▸ **WORK INSTRUCTION**
Read the data line by line and say how many lines contain the string "Json", giving the number alone.

▸ **DATA RECORDS**
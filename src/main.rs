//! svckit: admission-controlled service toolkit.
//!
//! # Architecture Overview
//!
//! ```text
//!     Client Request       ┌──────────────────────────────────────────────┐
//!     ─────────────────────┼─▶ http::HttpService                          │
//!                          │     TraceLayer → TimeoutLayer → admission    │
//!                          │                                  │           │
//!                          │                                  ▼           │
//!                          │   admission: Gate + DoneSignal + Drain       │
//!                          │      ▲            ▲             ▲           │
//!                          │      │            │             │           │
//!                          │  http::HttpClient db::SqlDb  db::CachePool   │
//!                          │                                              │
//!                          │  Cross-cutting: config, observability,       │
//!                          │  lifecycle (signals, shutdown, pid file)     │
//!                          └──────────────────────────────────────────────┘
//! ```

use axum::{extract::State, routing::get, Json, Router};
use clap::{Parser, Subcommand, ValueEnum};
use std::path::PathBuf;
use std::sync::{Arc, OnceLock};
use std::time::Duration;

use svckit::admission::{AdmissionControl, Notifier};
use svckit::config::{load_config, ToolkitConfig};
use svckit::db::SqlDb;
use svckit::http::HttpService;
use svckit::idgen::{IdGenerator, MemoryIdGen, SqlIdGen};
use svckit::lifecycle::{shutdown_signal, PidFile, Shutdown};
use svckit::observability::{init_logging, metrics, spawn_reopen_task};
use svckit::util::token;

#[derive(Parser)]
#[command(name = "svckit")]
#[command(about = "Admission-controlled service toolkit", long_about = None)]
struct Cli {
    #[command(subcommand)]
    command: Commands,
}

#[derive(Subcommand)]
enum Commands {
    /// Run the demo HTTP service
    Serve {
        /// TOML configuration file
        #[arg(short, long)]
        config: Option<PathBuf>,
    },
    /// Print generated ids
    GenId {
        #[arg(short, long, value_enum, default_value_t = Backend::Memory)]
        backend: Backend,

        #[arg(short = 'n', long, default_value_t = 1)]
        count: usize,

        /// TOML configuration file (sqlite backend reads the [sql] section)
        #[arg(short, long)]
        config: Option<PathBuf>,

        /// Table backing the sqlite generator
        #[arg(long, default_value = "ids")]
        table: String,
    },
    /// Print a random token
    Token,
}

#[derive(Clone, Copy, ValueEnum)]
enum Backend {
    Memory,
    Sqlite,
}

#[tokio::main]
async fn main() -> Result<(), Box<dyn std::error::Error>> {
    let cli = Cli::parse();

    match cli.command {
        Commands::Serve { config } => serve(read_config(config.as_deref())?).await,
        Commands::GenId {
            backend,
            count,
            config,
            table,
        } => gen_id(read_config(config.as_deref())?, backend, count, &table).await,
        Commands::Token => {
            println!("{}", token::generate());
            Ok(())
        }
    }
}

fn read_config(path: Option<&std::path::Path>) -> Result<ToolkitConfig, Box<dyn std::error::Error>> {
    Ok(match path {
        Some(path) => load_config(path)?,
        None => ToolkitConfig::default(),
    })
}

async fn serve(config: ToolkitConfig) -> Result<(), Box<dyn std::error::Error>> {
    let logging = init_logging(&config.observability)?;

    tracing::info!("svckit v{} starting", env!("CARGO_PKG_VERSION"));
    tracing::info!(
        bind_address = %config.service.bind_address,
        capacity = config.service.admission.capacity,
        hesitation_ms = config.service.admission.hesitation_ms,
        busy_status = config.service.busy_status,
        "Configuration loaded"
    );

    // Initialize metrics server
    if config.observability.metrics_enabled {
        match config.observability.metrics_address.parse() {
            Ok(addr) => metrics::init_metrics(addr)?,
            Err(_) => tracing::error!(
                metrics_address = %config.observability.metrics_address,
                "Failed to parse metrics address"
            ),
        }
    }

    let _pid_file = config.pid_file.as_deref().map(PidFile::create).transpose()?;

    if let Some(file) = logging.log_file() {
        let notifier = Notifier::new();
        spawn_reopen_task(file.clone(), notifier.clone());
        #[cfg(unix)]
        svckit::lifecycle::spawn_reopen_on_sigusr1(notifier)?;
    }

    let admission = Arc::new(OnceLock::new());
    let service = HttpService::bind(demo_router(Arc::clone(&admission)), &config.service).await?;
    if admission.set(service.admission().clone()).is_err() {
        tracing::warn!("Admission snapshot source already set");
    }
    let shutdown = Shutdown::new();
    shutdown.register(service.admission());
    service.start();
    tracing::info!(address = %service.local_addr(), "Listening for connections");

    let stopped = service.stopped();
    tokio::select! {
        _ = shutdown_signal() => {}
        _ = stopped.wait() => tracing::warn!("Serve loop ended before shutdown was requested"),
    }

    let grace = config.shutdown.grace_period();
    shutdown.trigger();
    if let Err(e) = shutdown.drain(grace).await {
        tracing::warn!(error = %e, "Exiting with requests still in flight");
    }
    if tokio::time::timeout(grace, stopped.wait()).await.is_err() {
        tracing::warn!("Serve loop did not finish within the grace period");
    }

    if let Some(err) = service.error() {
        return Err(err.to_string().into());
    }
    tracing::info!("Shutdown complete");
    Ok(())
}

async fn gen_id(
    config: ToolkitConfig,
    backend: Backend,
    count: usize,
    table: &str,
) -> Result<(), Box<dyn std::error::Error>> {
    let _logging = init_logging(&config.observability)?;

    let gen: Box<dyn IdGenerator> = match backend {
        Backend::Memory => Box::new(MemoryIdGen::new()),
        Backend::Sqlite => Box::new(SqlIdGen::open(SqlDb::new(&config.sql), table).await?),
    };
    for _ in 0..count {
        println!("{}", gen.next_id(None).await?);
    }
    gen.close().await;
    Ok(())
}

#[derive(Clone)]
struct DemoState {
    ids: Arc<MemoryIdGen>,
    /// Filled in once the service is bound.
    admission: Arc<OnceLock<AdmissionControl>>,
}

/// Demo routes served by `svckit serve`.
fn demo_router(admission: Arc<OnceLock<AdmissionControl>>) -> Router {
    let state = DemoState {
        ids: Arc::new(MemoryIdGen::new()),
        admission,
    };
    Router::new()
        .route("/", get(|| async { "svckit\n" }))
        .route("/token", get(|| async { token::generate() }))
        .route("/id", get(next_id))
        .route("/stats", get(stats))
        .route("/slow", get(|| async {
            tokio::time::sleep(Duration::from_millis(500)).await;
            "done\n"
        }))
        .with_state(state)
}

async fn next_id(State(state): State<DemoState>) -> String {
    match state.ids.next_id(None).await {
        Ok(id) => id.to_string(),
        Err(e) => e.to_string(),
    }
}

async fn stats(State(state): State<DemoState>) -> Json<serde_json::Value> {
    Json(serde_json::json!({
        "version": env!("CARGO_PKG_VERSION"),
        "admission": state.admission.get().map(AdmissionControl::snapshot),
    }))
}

▸ **EXERCISE ANSWER**
3